> **Requirement**
If a line in the records below contains the word "resolve", copy it.

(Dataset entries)
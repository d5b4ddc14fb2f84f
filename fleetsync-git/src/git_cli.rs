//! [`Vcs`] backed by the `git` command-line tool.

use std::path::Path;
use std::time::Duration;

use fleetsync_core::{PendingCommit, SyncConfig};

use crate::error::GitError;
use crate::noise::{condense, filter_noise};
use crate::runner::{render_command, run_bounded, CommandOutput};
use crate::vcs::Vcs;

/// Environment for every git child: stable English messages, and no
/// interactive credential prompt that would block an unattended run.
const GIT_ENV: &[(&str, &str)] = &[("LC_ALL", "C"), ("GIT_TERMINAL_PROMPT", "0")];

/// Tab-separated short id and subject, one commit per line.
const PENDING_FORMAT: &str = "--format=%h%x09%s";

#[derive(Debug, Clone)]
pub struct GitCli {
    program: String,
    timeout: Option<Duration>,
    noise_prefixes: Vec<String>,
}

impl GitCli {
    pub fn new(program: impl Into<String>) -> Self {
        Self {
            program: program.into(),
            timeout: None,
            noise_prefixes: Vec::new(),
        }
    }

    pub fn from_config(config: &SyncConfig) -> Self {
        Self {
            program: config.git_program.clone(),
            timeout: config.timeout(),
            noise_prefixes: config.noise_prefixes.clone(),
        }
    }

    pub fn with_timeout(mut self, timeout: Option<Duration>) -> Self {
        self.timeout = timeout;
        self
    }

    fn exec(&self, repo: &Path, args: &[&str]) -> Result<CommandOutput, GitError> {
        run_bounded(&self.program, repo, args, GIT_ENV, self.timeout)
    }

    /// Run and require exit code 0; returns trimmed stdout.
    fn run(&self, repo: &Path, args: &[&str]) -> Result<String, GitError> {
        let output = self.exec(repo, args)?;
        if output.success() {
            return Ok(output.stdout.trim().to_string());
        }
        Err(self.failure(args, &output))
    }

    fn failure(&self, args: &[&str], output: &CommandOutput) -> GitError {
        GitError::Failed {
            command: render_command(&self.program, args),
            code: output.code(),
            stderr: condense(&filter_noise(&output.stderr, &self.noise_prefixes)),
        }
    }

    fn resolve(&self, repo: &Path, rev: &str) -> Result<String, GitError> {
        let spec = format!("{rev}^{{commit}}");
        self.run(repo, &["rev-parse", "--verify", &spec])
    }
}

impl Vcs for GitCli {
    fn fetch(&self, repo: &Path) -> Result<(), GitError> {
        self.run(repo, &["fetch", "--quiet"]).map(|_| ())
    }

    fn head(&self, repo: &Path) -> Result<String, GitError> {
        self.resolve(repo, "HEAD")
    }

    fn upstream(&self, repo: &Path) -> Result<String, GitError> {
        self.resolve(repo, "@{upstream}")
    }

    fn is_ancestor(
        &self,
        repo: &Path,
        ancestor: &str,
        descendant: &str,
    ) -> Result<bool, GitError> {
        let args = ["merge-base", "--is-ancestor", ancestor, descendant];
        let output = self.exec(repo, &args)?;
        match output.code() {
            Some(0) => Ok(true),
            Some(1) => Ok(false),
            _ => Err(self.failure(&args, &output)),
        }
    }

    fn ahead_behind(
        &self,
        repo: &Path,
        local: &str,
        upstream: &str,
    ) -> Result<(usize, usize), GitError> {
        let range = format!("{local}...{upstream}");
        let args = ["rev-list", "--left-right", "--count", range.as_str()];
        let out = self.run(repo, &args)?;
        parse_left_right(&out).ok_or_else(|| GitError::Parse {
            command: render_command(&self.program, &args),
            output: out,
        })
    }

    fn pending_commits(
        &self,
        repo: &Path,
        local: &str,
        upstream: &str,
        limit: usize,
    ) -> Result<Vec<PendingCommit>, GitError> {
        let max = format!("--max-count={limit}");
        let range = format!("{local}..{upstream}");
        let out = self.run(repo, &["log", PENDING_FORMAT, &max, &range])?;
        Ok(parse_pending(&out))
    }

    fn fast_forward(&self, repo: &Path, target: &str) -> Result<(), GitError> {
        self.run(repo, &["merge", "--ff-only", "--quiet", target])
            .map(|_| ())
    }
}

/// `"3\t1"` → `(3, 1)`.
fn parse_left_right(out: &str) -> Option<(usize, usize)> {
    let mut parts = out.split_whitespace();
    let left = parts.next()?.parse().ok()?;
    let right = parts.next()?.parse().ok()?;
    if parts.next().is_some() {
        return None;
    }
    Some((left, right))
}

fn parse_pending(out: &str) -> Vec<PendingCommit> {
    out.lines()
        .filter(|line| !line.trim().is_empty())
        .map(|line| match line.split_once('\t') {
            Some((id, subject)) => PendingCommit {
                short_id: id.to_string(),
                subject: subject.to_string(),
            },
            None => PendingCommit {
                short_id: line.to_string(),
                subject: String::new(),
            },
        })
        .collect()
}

> **Answer area**
    fn resolve(&self, repo: &Path, rev: &str) -> Result<String, GitError> {
        self.resolve(repo, "HEAD")
        self.resolve(repo, "@{upstream}")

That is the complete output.